Perhaps not surprisingly I’ve always struggled with some of the ethics used in traditional training and management of horses. The endless gadgets, forced outlines, rugs, hard feed, twitches, mane pulling, restricted grazing, strict routines and lack of natural environments to name but a few. So many of them seemed counter productive to me but it was the world I worked in and even though I often felt conflicted, I knew no other way. The fact that everybody else just did the same meant that it was simply easier to just go along with the status quo rather than challenge it. Instinctively I knew much of it didn’t make sense, but it was just what you did. It worked for the most part too. Stables were immaculate, horses obedient, riding looked neat and orderly. Was there/is there any real reason to change anything, If it isn’t broken, why fix it?

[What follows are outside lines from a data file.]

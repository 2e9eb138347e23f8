//! Call nodes.
//!
//! An invoke is both a state-split (a call may deoptimize at any internal
//! point, so it needs a frame state) and, in the exception-supporting
//! variant, a control split with a normal continuation and an exception
//! edge. Calls conservatively kill all memory locations
//! (see [`crate::memory::kill_set`]).
//!
//! The exception edge's probability is runtime-determined and pinned at
//! [`EXCEPTION_PROBABILITY`](crate::control::EXCEPTION_PROBABILITY);
//! `set_probability` refuses to touch it.

use crate::graph::Graph;
use crate::node::{Input, MethodRef, NodeId, NodeOp};
use crate::stamp::Stamp;

// =============================================================================
// Call Target
// =============================================================================

/// Dispatch kind of a call site.
#[derive(Debug, Clone, Copy, PartialEq, Eq, Hash)]
#[repr(u8)]
pub enum InvokeKind {
    /// Virtual dispatch through the receiver's type.
    Virtual = 0,
    /// Interface dispatch.
    Interface = 1,
    /// Non-virtual dispatch to a known method (constructors, private).
    Special = 2,
    /// Static method call.
    Static = 3,
}

impl InvokeKind {
    /// Decode from the wire representation.
    pub const fn from_u8(raw: u8) -> Option<Self> {
        match raw {
            0 => Some(Self::Virtual),
            1 => Some(Self::Interface),
            2 => Some(Self::Special),
            3 => Some(Self::Static),
            _ => None,
        }
    }

    /// Whether the callee is known statically.
    pub const fn is_direct(self) -> bool {
        matches!(self, Self::Special | Self::Static)
    }
}

/// What a call site invokes.
#[derive(Debug, Clone, Copy, PartialEq, Eq, Hash)]
pub struct CallTarget {
    /// The resolved method, interpreted by the external metadata provider.
    pub method: MethodRef,
    pub kind: InvokeKind,
}

impl CallTarget {
    pub fn new(method: MethodRef, kind: InvokeKind) -> Self {
        CallTarget { method, kind }
    }
}

/// Payload of invoke nodes.
#[derive(Debug, Clone, Copy, PartialEq, Eq, Hash)]
pub struct InvokeData {
    pub target: CallTarget,
}

/// The nodes materialized for an exception-supporting call site.
#[derive(Debug, Clone, Copy)]
pub struct InvokeWithExceptionShape {
    /// The invoke itself.
    pub node: NodeId,
    /// Begin of the normal continuation.
    pub next_begin: NodeId,
    /// Begin of the exception path.
    pub exception_begin: NodeId,
}

// =============================================================================
// Graph Operations
// =============================================================================

impl Graph {
    /// Append a call without an exception edge. The invoke's value is its
    /// return value.
    pub fn append_invoke(
        &mut self,
        pred: NodeId,
        target: CallTarget,
        args: &[NodeId],
        return_stamp: Stamp,
    ) -> NodeId {
        let inputs: Vec<Input> = args.iter().map(|&a| Input::value(a)).collect();
        let old_next = self.node(pred).next();
        if old_next.is_some() {
            self.clear_successor(pred, 0);
        }
        let invoke = self.add(
            NodeOp::Invoke(InvokeData { target }),
            return_stamp,
            &inputs,
        );
        self.set_successor(pred, 0, invoke);
        if let Some(next) = old_next {
            self.set_successor(invoke, 0, next);
        }
        invoke
    }

    /// Append a call with normal and exception successors, each rooted by a
    /// fresh begin.
    pub fn append_invoke_with_exception(
        &mut self,
        pred: NodeId,
        target: CallTarget,
        args: &[NodeId],
        return_stamp: Stamp,
    ) -> InvokeWithExceptionShape {
        let inputs: Vec<Input> = args.iter().map(|&a| Input::value(a)).collect();
        let invoke = self.add(
            NodeOp::InvokeWithException(InvokeData { target }),
            return_stamp,
            &inputs,
        );
        self.set_successor(pred, 0, invoke);
        let next_begin = self.add(NodeOp::Begin, Stamp::Void, &[]);
        let exception_begin = self.add(NodeOp::Begin, Stamp::Void, &[]);
        self.set_successor(invoke, 0, next_begin);
        self.set_successor(invoke, 1, exception_begin);
        InvokeWithExceptionShape {
            node: invoke,
            next_begin,
            exception_begin,
        }
    }

    /// The exception-path begin of an exception-supporting invoke.
    pub fn exception_edge(&self, invoke: NodeId) -> Option<NodeId> {
        match self.node(invoke).op {
            NodeOp::InvokeWithException(_) => self.node(invoke).successor(1),
            _ => None,
        }
    }

    /// The during-state of an invoke: the frame state describing execution
    /// inside the callee, used when the call itself deoptimizes. Stored as
    /// the second `State` input (the first is the after-state); the
    /// before-state is reachable as the after-state's outer scope.
    pub fn state_during(&self, invoke: NodeId) -> Option<NodeId> {
        debug_assert!(self.node(invoke).op.has_side_effect());
        self.node(invoke)
            .inputs_of_type(crate::node::InputType::State)
            .nth(1)
    }

    /// Attach (or retarget) an invoke's during-state. The after-state must
    /// already be present.
    pub fn set_state_during(&mut self, invoke: NodeId, state: NodeId) {
        debug_assert!(matches!(self.node(state).op, NodeOp::FrameState(_)));
        let state_edges: Vec<usize> = self
            .node(invoke)
            .inputs()
            .iter()
            .enumerate()
            .filter(|(_, input)| input.ty == crate::node::InputType::State)
            .map(|(index, _)| index)
            .collect();
        match state_edges.len() {
            0 => unreachable!("during-state attached before the after-state"),
            1 => self.add_input(invoke, Input::state(state)),
            _ => self.replace_input(invoke, state_edges[1], state),
        }
    }
}

// =============================================================================
// Tests
// =============================================================================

Yet, although the above is to some degree true, anyone who has spent time in traditional livery yards will have at some point seen the obvious issues that institutionalised horses have to contend with. Horses often have separation anxiety, stress around food times and exhibit coping behaviours. These behaviours are all to common and are unfortunately labelled as ‘vices’. The term gives the impression that it is in some way the horses fault that it weaves or cribs and not the fault of the owner who has allowed their horse to get so stressed that it has started to exhibit undesirable behaviour.

I try to inspire my clients to learn to be part of the solution with their horses and not part of the problem.

All to often I realise that us humans are in fact part of the problem and not anywhere close to becoming part of the solution with our horses.

And this, unfortunately is true for all aspects of horse management from the environment horses are kept in to the way they are trained. It extends from the novices to the experienced, it sits in our equine institutions and it is taught to our children from the very beginning of their life as horse people.

The cadre Noir once famously wrote: "respect for tradition should not prevent the love of progress"

Of course things are slowly changing... Some people are starting to find another way, these people are scaling the walls of the institutions and reaching for more information. There is a complex and exciting world of new research being done in equine behaviour and psychology, biomechanics, nutrition and training. The emergence of alternative horsemanship is giving people a chance to learn a different way of training and working with their horses form the traditional methods.

Sadly, when I started my transition my years ago I would often notice a defensive and critical reaction from my horsey peers. I found it really quite puzzling that with so much new scientific research there were still many people that resisted change and couldn't or didn’t want to see the glaringly obvious....

The way most of us look after and train our horses in the UK is actually rather archaic in it’s principles. If Equine mental health and physical wellbeing is at the forefront of the work we do with our horses then the ugly truth is staring us all right in the face.

"I remember feeling like I was falling down the rabbit hole. The more I learnt the bigger the picture got and suddenly the ethics of almost everything I did with my horses in the past started to come into question."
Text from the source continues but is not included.